* **Your instructions**:
Given the entries that follow, write out exactly the lines starting at the one containing "#[arg(value_enum)]" and ending at the one containing "and markup structure.", both ends included, and only those.

[Dataset excerpts]
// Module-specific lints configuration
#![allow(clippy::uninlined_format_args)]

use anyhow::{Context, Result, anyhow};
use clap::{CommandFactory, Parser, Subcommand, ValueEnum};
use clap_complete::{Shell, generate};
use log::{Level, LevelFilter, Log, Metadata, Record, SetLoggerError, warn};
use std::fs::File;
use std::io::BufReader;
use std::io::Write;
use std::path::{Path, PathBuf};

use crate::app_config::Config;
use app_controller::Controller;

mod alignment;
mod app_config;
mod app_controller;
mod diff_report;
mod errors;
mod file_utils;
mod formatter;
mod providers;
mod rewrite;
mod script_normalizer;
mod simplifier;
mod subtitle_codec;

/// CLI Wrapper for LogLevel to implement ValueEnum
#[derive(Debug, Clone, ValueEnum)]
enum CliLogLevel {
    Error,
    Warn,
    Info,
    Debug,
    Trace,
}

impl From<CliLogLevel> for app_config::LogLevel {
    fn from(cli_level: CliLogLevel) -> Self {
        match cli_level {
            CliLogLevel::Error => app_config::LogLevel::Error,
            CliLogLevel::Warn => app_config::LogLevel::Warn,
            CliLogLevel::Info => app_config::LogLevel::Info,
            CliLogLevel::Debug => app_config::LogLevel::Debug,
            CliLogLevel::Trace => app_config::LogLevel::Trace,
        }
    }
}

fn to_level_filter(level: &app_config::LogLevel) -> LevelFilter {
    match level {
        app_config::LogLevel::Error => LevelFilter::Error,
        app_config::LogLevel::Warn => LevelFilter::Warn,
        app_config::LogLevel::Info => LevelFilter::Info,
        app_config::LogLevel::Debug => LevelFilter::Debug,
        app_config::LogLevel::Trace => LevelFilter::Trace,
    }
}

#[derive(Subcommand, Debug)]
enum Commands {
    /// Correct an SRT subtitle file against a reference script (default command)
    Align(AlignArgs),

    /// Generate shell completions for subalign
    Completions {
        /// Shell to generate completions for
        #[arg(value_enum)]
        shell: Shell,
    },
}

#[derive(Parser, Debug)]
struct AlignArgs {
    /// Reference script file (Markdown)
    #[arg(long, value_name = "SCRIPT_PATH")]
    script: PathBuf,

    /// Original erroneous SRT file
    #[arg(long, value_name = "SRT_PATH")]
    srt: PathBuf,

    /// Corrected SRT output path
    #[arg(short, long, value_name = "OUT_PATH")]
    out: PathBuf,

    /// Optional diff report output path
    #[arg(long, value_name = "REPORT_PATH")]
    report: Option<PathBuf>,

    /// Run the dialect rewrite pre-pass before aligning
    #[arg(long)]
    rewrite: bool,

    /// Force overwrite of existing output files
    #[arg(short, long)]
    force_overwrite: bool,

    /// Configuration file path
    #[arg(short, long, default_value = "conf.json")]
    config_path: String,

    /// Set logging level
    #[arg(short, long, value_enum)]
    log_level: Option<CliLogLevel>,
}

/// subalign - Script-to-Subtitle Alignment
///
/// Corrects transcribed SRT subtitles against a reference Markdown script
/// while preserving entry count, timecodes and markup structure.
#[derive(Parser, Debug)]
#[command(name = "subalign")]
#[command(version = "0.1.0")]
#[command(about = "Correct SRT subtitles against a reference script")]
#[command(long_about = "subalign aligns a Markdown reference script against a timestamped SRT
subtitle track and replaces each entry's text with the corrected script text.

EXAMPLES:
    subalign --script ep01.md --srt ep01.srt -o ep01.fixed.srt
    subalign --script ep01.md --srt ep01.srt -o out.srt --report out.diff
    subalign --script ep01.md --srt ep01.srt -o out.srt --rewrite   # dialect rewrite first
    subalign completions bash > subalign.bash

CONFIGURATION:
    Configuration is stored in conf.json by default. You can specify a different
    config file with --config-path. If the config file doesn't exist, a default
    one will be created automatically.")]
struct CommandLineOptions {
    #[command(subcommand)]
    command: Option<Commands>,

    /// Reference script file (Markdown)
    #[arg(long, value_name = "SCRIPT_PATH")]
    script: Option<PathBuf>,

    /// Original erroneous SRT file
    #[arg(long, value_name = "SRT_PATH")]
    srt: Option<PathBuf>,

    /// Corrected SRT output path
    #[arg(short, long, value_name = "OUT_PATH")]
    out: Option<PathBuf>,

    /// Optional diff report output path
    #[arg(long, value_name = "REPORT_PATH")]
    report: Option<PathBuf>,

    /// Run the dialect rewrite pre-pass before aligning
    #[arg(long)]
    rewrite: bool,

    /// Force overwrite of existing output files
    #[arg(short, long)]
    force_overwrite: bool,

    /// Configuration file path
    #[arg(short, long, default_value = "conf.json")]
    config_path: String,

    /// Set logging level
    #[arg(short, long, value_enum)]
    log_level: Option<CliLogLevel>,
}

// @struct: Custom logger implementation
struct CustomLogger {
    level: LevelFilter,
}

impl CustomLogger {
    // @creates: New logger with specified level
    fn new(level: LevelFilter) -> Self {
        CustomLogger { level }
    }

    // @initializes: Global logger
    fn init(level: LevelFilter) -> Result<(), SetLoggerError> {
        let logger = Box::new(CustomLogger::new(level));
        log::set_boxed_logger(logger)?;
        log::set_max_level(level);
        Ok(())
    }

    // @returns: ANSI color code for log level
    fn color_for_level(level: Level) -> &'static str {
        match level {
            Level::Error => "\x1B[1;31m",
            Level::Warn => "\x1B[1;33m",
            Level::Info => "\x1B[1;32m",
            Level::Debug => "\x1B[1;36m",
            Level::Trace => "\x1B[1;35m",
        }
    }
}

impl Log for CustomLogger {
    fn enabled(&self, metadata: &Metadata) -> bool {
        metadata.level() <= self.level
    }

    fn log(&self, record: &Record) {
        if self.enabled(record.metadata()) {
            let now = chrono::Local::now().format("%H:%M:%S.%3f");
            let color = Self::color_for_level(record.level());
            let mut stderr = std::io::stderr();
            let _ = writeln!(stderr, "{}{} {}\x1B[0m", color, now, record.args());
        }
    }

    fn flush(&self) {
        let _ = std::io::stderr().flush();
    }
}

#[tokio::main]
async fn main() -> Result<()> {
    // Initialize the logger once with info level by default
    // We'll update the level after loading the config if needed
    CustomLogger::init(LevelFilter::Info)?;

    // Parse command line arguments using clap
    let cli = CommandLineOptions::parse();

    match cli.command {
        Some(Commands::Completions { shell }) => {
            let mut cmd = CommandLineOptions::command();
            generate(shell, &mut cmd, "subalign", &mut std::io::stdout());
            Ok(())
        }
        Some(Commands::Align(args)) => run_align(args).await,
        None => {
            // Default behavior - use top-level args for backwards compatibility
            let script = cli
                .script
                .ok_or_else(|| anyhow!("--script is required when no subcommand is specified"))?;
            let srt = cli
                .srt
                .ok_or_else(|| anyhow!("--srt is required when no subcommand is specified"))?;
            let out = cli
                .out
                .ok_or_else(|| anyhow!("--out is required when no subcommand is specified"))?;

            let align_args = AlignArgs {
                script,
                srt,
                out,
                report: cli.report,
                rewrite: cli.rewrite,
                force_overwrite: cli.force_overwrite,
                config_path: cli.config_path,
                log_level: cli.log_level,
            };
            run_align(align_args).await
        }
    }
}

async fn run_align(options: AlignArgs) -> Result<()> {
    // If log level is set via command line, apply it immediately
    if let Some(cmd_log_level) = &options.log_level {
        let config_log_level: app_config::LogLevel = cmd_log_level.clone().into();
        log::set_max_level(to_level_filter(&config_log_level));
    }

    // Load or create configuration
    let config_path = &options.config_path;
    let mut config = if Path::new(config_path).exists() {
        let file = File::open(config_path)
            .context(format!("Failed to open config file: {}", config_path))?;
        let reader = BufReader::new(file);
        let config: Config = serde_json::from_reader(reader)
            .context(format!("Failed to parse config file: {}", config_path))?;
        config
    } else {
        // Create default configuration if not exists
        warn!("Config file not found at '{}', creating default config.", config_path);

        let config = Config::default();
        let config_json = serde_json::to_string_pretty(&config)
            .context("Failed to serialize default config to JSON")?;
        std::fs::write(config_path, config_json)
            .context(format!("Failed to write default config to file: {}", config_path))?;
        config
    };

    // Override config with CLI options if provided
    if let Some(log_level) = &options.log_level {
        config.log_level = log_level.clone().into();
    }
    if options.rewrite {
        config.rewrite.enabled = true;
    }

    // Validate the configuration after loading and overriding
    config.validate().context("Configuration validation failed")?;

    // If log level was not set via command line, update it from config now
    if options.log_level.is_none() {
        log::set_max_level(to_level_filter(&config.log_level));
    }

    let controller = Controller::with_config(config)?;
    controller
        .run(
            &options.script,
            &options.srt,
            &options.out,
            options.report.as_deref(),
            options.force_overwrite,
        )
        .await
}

---

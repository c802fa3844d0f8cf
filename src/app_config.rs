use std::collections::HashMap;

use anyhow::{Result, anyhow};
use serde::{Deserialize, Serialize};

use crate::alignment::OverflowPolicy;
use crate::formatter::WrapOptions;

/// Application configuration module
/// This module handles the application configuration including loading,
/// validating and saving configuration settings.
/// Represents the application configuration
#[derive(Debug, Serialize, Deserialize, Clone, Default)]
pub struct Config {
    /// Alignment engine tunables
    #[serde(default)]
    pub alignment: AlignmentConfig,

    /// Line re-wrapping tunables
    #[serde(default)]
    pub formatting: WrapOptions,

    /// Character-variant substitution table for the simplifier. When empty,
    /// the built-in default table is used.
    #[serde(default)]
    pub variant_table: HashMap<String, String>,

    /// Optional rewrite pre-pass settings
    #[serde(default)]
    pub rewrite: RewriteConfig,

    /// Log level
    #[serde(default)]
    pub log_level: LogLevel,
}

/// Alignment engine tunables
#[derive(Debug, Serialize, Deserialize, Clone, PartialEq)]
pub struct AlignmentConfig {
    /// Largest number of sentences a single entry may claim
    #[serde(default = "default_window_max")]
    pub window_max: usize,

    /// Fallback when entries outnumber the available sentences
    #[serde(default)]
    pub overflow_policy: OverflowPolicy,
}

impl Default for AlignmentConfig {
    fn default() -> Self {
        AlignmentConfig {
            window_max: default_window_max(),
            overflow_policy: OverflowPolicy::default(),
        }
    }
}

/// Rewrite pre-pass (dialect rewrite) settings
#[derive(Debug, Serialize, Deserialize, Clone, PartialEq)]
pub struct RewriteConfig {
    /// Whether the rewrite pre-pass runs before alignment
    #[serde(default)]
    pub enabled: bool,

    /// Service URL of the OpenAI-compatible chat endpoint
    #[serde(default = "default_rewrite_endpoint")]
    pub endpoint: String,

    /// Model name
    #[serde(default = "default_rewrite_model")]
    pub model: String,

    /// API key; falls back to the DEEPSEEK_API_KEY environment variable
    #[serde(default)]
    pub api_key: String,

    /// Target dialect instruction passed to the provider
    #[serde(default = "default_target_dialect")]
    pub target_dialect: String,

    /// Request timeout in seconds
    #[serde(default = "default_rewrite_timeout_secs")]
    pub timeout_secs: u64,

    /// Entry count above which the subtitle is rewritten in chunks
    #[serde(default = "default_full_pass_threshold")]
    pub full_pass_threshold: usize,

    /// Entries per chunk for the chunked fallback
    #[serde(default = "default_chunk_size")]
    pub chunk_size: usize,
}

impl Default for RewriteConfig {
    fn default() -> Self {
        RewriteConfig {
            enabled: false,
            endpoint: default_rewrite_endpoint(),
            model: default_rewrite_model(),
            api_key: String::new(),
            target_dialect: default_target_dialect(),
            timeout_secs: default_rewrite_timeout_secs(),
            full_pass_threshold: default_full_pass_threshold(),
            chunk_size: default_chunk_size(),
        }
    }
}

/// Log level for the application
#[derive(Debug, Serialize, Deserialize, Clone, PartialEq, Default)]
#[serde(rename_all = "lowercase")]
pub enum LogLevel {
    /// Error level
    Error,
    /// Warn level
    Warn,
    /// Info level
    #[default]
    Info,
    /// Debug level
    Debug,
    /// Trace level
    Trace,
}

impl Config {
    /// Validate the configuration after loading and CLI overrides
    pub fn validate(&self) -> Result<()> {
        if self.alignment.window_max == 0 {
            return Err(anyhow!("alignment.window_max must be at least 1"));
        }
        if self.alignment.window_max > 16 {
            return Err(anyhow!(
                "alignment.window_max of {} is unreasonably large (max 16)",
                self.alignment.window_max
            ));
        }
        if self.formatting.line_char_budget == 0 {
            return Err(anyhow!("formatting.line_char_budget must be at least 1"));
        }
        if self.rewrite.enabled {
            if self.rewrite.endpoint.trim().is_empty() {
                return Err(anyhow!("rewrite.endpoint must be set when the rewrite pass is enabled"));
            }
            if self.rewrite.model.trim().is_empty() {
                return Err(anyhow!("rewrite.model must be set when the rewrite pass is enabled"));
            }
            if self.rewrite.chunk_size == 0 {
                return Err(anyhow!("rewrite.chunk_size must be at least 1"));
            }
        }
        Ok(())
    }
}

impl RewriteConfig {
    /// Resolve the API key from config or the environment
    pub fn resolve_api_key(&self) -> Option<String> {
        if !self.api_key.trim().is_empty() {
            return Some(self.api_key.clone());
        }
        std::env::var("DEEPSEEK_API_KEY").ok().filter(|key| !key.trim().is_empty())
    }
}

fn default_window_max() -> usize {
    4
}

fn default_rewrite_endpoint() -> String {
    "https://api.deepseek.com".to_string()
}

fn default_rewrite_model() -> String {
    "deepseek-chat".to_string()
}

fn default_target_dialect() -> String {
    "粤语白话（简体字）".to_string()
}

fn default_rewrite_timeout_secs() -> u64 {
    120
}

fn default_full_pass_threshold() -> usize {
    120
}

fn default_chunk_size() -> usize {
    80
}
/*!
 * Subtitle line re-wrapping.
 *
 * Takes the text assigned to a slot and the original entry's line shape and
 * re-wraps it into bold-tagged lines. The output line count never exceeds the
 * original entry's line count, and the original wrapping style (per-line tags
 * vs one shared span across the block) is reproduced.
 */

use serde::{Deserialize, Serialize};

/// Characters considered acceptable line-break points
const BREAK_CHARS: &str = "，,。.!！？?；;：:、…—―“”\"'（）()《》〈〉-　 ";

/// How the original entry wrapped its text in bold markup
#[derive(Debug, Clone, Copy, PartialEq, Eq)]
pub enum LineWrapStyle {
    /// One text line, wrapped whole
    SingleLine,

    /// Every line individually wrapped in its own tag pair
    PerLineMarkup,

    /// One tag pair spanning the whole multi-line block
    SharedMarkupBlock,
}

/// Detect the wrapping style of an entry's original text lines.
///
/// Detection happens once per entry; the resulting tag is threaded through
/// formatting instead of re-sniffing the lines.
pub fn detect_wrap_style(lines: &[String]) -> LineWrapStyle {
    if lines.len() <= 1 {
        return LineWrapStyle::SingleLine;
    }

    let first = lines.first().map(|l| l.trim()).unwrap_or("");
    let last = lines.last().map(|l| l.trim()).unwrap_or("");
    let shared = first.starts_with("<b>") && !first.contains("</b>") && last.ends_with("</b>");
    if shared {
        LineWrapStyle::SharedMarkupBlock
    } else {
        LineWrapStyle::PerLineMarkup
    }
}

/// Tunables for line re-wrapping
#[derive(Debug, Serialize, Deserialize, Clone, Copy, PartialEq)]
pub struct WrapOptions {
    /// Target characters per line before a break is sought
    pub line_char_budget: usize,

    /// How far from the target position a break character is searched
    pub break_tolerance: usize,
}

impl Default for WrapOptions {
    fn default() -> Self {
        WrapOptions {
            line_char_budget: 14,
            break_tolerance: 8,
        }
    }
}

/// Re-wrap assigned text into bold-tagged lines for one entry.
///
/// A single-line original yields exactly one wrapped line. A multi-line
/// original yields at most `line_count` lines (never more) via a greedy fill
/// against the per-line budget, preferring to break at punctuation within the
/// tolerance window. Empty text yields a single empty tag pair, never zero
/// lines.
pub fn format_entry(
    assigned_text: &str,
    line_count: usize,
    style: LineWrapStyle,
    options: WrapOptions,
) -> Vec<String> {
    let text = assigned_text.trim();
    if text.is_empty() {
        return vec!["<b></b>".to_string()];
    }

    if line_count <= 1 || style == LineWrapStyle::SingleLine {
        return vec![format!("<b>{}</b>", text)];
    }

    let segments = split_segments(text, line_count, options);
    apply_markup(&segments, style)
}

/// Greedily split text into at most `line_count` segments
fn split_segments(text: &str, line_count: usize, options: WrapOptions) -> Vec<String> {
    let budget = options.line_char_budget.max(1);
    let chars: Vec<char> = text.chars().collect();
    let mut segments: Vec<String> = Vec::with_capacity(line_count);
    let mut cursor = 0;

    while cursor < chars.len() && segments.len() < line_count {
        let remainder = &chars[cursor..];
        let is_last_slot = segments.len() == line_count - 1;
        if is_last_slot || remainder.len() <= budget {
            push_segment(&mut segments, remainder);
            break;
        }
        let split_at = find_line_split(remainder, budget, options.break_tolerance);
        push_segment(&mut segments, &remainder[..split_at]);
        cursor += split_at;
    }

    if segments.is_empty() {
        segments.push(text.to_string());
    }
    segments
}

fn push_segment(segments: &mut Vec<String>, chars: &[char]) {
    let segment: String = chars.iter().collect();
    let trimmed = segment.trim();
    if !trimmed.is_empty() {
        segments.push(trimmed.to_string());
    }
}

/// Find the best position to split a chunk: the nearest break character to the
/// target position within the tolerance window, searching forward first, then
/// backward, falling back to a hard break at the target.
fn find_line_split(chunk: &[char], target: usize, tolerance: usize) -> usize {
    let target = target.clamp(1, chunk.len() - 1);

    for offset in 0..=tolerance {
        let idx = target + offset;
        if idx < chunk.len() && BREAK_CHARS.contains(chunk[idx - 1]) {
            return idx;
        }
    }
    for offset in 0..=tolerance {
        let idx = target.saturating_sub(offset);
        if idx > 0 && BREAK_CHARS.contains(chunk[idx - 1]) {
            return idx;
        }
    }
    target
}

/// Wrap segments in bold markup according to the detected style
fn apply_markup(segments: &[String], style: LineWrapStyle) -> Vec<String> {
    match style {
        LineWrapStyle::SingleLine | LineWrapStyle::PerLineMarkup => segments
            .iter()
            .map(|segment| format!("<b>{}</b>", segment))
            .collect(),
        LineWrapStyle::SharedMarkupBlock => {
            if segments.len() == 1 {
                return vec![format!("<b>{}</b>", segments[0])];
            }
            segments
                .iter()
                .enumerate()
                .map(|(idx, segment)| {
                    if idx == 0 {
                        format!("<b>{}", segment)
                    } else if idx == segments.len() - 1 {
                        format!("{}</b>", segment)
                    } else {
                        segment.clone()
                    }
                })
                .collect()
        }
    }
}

---

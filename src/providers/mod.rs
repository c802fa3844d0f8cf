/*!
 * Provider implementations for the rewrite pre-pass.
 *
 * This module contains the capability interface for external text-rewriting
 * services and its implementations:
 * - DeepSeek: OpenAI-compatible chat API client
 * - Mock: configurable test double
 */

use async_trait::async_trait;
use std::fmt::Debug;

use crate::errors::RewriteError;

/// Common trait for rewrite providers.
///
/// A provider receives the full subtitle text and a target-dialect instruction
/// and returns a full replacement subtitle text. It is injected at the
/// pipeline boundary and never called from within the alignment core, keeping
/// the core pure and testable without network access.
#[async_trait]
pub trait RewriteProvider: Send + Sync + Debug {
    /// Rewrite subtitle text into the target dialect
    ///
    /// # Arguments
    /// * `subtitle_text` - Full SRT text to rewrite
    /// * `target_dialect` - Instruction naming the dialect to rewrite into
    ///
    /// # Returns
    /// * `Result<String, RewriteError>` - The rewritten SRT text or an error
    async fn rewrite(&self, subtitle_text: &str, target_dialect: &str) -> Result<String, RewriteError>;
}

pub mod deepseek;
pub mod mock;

* **Answer to this problem**:
        #[arg(value_enum)]
        shell: Shell,
    },
}

#[derive(Parser, Debug)]
struct AlignArgs {
    /// Reference script file (Markdown)
    #[arg(long, value_name = "SCRIPT_PATH")]
    script: PathBuf,

    /// Original erroneous SRT file
    #[arg(long, value_name = "SRT_PATH")]
    srt: PathBuf,

    /// Corrected SRT output path
    #[arg(short, long, value_name = "OUT_PATH")]
    out: PathBuf,

    /// Optional diff report output path
    #[arg(long, value_name = "REPORT_PATH")]
    report: Option<PathBuf>,

    /// Run the dialect rewrite pre-pass before aligning
    #[arg(long)]
    rewrite: bool,

    /// Force overwrite of existing output files
    #[arg(short, long)]
    force_overwrite: bool,

    /// Configuration file path
    #[arg(short, long, default_value = "conf.json")]
    config_path: String,

    /// Set logging level
    #[arg(short, long, value_enum)]
    log_level: Option<CliLogLevel>,
}

/// subalign - Script-to-Subtitle Alignment
///
/// Corrects transcribed SRT subtitles against a reference Markdown script
/// while preserving entry count, timecodes and markup structure.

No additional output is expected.